Top of The data
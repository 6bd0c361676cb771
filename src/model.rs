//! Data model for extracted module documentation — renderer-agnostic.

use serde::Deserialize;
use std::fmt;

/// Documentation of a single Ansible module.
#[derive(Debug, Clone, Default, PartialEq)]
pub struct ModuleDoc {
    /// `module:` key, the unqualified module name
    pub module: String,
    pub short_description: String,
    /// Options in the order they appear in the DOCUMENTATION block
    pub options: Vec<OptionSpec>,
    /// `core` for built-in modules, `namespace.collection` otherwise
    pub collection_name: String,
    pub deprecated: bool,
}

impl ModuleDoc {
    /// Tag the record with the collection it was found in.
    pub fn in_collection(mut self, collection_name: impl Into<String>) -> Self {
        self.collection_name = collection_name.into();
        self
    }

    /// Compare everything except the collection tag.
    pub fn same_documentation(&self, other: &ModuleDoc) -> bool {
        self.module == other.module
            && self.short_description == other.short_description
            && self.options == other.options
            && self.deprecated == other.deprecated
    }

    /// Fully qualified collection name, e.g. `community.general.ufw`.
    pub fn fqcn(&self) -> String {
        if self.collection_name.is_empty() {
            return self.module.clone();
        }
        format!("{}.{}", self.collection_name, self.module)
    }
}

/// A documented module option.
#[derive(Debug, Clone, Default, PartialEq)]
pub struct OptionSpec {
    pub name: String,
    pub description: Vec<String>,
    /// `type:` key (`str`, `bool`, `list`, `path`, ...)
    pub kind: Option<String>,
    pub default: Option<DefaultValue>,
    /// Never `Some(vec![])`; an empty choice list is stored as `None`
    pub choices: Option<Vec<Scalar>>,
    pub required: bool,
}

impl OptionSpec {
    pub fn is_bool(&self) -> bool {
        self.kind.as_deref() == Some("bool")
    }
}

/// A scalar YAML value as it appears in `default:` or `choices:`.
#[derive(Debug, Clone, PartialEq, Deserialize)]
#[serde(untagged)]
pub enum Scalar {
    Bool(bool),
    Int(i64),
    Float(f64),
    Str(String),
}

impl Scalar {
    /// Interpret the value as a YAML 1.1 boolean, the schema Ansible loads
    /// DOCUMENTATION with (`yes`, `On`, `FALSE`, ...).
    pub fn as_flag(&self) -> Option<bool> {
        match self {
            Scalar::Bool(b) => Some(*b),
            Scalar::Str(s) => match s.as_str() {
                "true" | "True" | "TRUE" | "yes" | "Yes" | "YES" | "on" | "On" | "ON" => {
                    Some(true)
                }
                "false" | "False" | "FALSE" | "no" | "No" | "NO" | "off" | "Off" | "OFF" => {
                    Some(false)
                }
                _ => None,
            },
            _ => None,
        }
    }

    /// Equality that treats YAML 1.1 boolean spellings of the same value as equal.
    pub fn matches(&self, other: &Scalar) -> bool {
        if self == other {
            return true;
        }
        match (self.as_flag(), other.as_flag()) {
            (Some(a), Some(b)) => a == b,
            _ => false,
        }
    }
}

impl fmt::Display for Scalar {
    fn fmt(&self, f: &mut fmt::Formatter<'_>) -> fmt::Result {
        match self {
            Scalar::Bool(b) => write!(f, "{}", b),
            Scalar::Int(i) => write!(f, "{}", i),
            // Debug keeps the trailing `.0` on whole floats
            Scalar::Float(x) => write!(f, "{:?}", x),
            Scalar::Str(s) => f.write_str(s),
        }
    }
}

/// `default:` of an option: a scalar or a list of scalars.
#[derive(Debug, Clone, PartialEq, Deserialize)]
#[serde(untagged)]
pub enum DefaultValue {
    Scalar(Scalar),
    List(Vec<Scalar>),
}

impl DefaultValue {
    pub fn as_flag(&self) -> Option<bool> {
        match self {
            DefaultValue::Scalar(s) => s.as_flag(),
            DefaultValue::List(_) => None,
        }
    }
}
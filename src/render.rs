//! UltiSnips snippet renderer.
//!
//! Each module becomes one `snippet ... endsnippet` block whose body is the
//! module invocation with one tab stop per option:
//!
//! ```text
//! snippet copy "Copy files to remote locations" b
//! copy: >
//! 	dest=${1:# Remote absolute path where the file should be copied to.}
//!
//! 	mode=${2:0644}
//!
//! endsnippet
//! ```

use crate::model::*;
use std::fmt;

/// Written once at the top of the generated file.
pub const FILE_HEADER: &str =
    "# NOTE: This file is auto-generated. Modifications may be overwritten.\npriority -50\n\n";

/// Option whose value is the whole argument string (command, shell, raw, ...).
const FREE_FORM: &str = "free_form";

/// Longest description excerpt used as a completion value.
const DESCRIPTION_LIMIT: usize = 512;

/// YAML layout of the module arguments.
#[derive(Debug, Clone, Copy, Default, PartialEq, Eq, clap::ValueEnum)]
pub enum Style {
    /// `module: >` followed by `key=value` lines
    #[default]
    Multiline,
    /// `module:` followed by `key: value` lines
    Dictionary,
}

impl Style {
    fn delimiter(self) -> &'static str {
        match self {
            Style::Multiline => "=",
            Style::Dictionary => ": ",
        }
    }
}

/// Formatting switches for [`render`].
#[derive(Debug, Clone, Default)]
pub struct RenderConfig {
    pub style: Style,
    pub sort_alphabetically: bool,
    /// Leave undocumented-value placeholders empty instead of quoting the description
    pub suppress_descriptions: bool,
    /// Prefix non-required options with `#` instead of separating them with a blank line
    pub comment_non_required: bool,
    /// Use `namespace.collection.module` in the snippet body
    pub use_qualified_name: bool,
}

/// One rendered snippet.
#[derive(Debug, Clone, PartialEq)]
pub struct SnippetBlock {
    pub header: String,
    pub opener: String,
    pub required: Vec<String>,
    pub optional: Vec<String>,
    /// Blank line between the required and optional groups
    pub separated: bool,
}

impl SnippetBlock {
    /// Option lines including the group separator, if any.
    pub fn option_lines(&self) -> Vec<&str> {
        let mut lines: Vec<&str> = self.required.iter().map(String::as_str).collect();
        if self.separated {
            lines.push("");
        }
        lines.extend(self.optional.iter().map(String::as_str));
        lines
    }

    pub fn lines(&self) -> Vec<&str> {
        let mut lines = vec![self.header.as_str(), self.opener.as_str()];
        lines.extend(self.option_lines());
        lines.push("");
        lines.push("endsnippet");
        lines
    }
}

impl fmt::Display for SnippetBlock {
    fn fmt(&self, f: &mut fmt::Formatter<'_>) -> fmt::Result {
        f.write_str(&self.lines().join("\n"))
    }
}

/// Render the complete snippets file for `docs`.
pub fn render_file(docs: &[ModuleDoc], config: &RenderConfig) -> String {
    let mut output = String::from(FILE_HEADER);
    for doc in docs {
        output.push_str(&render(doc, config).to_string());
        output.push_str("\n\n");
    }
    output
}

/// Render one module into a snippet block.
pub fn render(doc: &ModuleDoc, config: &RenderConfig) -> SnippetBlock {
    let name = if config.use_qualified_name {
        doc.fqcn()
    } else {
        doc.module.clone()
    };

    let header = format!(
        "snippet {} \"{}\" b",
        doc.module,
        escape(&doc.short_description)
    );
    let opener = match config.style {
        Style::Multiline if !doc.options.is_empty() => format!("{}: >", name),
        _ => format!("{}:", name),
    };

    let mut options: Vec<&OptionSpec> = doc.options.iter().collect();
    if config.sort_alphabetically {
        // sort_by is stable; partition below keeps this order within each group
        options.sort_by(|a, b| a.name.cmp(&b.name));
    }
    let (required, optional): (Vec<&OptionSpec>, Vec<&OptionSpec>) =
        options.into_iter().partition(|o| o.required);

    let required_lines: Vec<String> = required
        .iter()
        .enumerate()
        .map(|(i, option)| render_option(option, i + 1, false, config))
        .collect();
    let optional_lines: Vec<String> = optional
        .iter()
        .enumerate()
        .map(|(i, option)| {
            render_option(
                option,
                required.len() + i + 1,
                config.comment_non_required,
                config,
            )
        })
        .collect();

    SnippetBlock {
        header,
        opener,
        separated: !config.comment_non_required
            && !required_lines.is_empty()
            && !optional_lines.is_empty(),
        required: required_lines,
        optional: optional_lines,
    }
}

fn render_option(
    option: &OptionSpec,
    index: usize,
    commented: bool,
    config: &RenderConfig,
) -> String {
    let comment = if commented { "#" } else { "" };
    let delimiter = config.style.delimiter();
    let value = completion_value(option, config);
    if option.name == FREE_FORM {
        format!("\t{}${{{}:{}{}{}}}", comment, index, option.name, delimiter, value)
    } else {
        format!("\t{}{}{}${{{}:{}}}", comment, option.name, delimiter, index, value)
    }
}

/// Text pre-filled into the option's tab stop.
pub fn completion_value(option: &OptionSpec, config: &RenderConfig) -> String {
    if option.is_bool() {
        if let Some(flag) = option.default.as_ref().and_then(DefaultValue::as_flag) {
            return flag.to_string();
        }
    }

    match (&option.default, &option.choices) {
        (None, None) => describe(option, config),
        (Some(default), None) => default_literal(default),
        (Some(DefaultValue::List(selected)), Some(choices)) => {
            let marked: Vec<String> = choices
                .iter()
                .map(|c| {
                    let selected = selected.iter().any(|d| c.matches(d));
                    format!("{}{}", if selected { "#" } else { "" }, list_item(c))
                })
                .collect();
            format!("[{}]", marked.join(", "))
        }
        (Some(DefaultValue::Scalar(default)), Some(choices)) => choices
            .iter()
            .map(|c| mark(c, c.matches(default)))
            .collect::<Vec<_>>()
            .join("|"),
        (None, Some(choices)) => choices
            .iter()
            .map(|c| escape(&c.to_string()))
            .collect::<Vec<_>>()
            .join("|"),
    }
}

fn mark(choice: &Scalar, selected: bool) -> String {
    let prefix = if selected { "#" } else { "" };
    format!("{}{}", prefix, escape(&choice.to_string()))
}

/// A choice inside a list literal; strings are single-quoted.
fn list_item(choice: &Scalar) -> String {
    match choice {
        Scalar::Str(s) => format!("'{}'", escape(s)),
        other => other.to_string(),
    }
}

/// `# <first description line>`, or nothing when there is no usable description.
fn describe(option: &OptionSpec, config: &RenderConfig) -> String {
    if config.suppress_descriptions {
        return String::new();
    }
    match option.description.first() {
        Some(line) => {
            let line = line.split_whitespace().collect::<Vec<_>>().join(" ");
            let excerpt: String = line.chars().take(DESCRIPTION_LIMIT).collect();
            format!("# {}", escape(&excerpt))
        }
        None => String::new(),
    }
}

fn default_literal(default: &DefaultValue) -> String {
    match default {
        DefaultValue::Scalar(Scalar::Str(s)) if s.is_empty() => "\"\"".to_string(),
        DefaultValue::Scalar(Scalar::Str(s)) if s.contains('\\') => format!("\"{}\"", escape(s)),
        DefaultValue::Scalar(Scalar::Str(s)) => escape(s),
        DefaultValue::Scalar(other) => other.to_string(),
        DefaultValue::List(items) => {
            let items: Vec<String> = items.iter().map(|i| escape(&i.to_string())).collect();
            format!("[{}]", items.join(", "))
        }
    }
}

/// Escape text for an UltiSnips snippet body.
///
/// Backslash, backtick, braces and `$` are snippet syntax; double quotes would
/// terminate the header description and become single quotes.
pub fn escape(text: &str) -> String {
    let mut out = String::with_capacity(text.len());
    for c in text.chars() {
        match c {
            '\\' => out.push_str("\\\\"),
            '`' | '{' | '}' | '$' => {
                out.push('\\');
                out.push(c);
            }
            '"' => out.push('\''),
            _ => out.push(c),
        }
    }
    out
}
Bottom of The data
_Work required_.
Print, please, the lines from the first line of the material through the line that contains "self.module == other.module", exactly as written and with nothing added.

_Result of this exercise_.
repository 6bd0c361676cb771
filename src/model.rs
//! Data model for extracted module documentation — renderer-agnostic.

use serde::Deserialize;
use std::fmt;

/// Documentation of a single Ansible module.
#[derive(Debug, Clone, Default, PartialEq)]
pub struct ModuleDoc {
    /// `module:` key, the unqualified module name
    pub module: String,
    pub short_description: String,
    /// Options in the order they appear in the DOCUMENTATION block
    pub options: Vec<OptionSpec>,
    /// `core` for built-in modules, `namespace.collection` otherwise
    pub collection_name: String,
    pub deprecated: bool,
}

impl ModuleDoc {
    /// Tag the record with the collection it was found in.
    pub fn in_collection(mut self, collection_name: impl Into<String>) -> Self {
        self.collection_name = collection_name.into();
        self
    }

    /// Compare everything except the collection tag.
    pub fn same_documentation(&self, other: &ModuleDoc) -> bool {
        self.module == other.module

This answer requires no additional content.